4 Poser la question du changement de système et notamment d’en finir avec la loi du propriétaire que les gouvernements successifs au service du MEDEF veulent imposer est imparable. Dans le système capitaliste d’aujourd’hui, une alliance qui ne pose pas la question de la propriété collective des entreprises, des services, du foncier est vouée à l’échec de ses réalisations et promesses et donc confrontée à la colère de la population ou à une limitation des objectifs annoncés et se retrouvera donc en deçà des attentes de la population.

Ce point et celui qui précède expliquent plus sûrement le refus de vote de près de 50% de la population [4] que la division.
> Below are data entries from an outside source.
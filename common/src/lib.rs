//! Shared job-search types.
//!
//! Holds the raw [`JobRecord`] produced by the scraping collaborator, the
//! display projection built from it, and the interface the web front end
//! uses to call into a scraper.

use chrono::NaiveDate;
use serde::{Deserialize, Serialize};
use std::fmt;
use std::str::FromStr;
use thiserror::Error;

pub mod export;
pub mod shape;
pub mod source;

pub use export::{ExportError, to_csv};
pub use shape::{NOT_SPECIFIED, ShapedJob, ShapedJobs, format_salary, process_jobs_data};
pub use source::{DEFAULT_COUNTRY, DEFAULT_HOURS_OLD, DEFAULT_RESULTS_WANTED, DEFAULT_SITES};
pub use source::{JobSource, ScrapeError, ScrapeRequest};

/// One posting as returned by a job board, before any display shaping.
#[derive(Debug, Serialize, Deserialize, Clone, PartialEq)]
pub struct JobRecord {
    pub id: Option<String>,
    pub site: Site,
    pub title: String,
    pub company: Option<String>,
    pub location: Option<String>,
    pub date_posted: Option<NaiveDate>,
    #[serde(default)]
    pub job_type: Vec<JobType>,
    pub salary_source: Option<SalarySource>,
    pub interval: Option<CompensationInterval>,
    pub min_amount: Option<f64>,
    pub max_amount: Option<f64>,
    pub currency: Option<String>,
    pub is_remote: Option<bool>,
    pub job_url: String,
    pub description: Option<String>,
}

impl JobRecord {
    /// A record with only the mandatory columns filled in.
    pub fn new(site: Site, title: impl Into<String>, job_url: impl Into<String>) -> Self {
        Self {
            id: None,
            site,
            title: title.into(),
            company: None,
            location: None,
            date_posted: None,
            job_type: Vec::new(),
            salary_source: None,
            interval: None,
            min_amount: None,
            max_amount: None,
            currency: None,
            is_remote: None,
            job_url: job_url.into(),
            description: None,
        }
    }
}

#[derive(Debug, Error, Clone, PartialEq, Eq)]
#[error("invalid site name: {0}")]
pub struct InvalidSite(pub String);

/// Job boards a search can be sent to.
#[derive(Debug, Serialize, Deserialize, Clone, Copy, PartialEq, Eq, Hash)]
#[serde(rename_all = "lowercase")]
pub enum Site {
    Indeed,
    LinkedIn,
    Glassdoor,
    WeWorkRemotely,
}

impl Site {
    pub const ALL: [Site; 4] = [
        Site::Indeed,
        Site::LinkedIn,
        Site::Glassdoor,
        Site::WeWorkRemotely,
    ];

    pub fn as_str(&self) -> &'static str {
        match self {
            Site::Indeed => "indeed",
            Site::LinkedIn => "linkedin",
            Site::Glassdoor => "glassdoor",
            Site::WeWorkRemotely => "weworkremotely",
        }
    }
}

impl fmt::Display for Site {
    fn fmt(&self, f: &mut fmt::Formatter<'_>) -> fmt::Result {
        f.write_str(self.as_str())
    }
}

impl FromStr for Site {
    type Err = InvalidSite;

    fn from_str(s: &str) -> Result<Self, Self::Err> {
        let normalized: String = s
            .trim()
            .to_ascii_lowercase()
            .chars()
            .filter(|c| c.is_ascii_alphanumeric())
            .collect();
        Site::ALL
            .into_iter()
            .find(|site| site.as_str() == normalized)
            .ok_or_else(|| InvalidSite(s.to_string()))
    }
}

#[derive(Debug, Serialize, Deserialize, Clone, Copy, PartialEq, Eq, Hash)]
#[serde(rename_all = "lowercase")]
pub enum JobType {
    FullTime,
    PartTime,
    Contract,
    Internship,
    Temporary,
}

impl JobType {
    pub fn as_str(&self) -> &'static str {
        match self {
            JobType::FullTime => "fulltime",
            JobType::PartTime => "parttime",
            JobType::Contract => "contract",
            JobType::Internship => "internship",
            JobType::Temporary => "temporary",
        }
    }

    /// Maps the labels job boards print ("Full-time", "Contractor", ...).
    pub fn from_label(label: &str) -> Option<Self> {
        let key: String = label
            .to_ascii_lowercase()
            .chars()
            .filter(|c| c.is_ascii_alphabetic())
            .collect();
        match key.as_str() {
            "fulltime" | "permanent" => Some(JobType::FullTime),
            "parttime" => Some(JobType::PartTime),
            "contract" | "contractor" | "freelance" => Some(JobType::Contract),
            "internship" | "intern" => Some(JobType::Internship),
            "temporary" | "temp" => Some(JobType::Temporary),
            _ => None,
        }
    }
}

impl fmt::Display for JobType {
    fn fmt(&self, f: &mut fmt::Formatter<'_>) -> fmt::Result {
        f.write_str(self.as_str())
    }
}

#[derive(Debug, Serialize, Deserialize, Clone, Copy, PartialEq, Eq, Hash)]
#[serde(rename_all = "lowercase")]
pub enum CompensationInterval {
    Yearly,
    Monthly,
    Weekly,
    Daily,
    Hourly,
}

impl CompensationInterval {
    pub fn as_str(&self) -> &'static str {
        match self {
            CompensationInterval::Yearly => "yearly",
            CompensationInterval::Monthly => "monthly",
            CompensationInterval::Weekly => "weekly",
            CompensationInterval::Daily => "daily",
            CompensationInterval::Hourly => "hourly",
        }
    }

    /// Accepts "yearly", "a year", "per hour", "/hr", "annually" and similar.
    pub fn from_label(label: &str) -> Option<Self> {
        let lowered = label.trim().to_ascii_lowercase();
        let key = lowered
            .trim_start_matches('/')
            .trim_start_matches("per ")
            .trim_start_matches("an ")
            .trim_start_matches("a ")
            .trim();
        match key {
            "year" | "yearly" | "yr" | "annual" | "annually" => Some(CompensationInterval::Yearly),
            "month" | "monthly" | "mo" => Some(CompensationInterval::Monthly),
            "week" | "weekly" | "wk" => Some(CompensationInterval::Weekly),
            "day" | "daily" => Some(CompensationInterval::Daily),
            "hour" | "hourly" | "hr" => Some(CompensationInterval::Hourly),
            _ => None,
        }
    }
}

impl fmt::Display for CompensationInterval {
    fn fmt(&self, f: &mut fmt::Formatter<'_>) -> fmt::Result {
        f.write_str(self.as_str())
    }
}

/// Where the salary figures of a record came from.
#[derive(Debug, Serialize, Deserialize, Clone, Copy, PartialEq, Eq, Hash)]
#[serde(rename_all = "snake_case")]
pub enum SalarySource {
    DirectData,
    Description,
}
Pour mémoire aux européennes de 1979 il y avait le même nombre de listes classées à gauche que cette année et cela n’avait pas empêché la liste PCF emmenée par Georges Marchais d’obtenir plus de 20% des voix.

Poser la question du changement de système en vue des prochaines élections municipales c’est par exemple affirmer la volonté de la réquisition d’une entreprise qui veut fermer, de la remunicipalisation de services aujourd’hui privatisés, de la réquisition de logements maintenus vides ou insalubres, de celle de terrains dont la population a besoin. C’est l’exemple de la commune de Caracas réquisitionnant un terrain de golf pour en faire 5000 logements sociaux. Cela soulève une autre question qui devrait être dans le débat public dans cette période d’avant élections municipales : celle du pouvoir des communes.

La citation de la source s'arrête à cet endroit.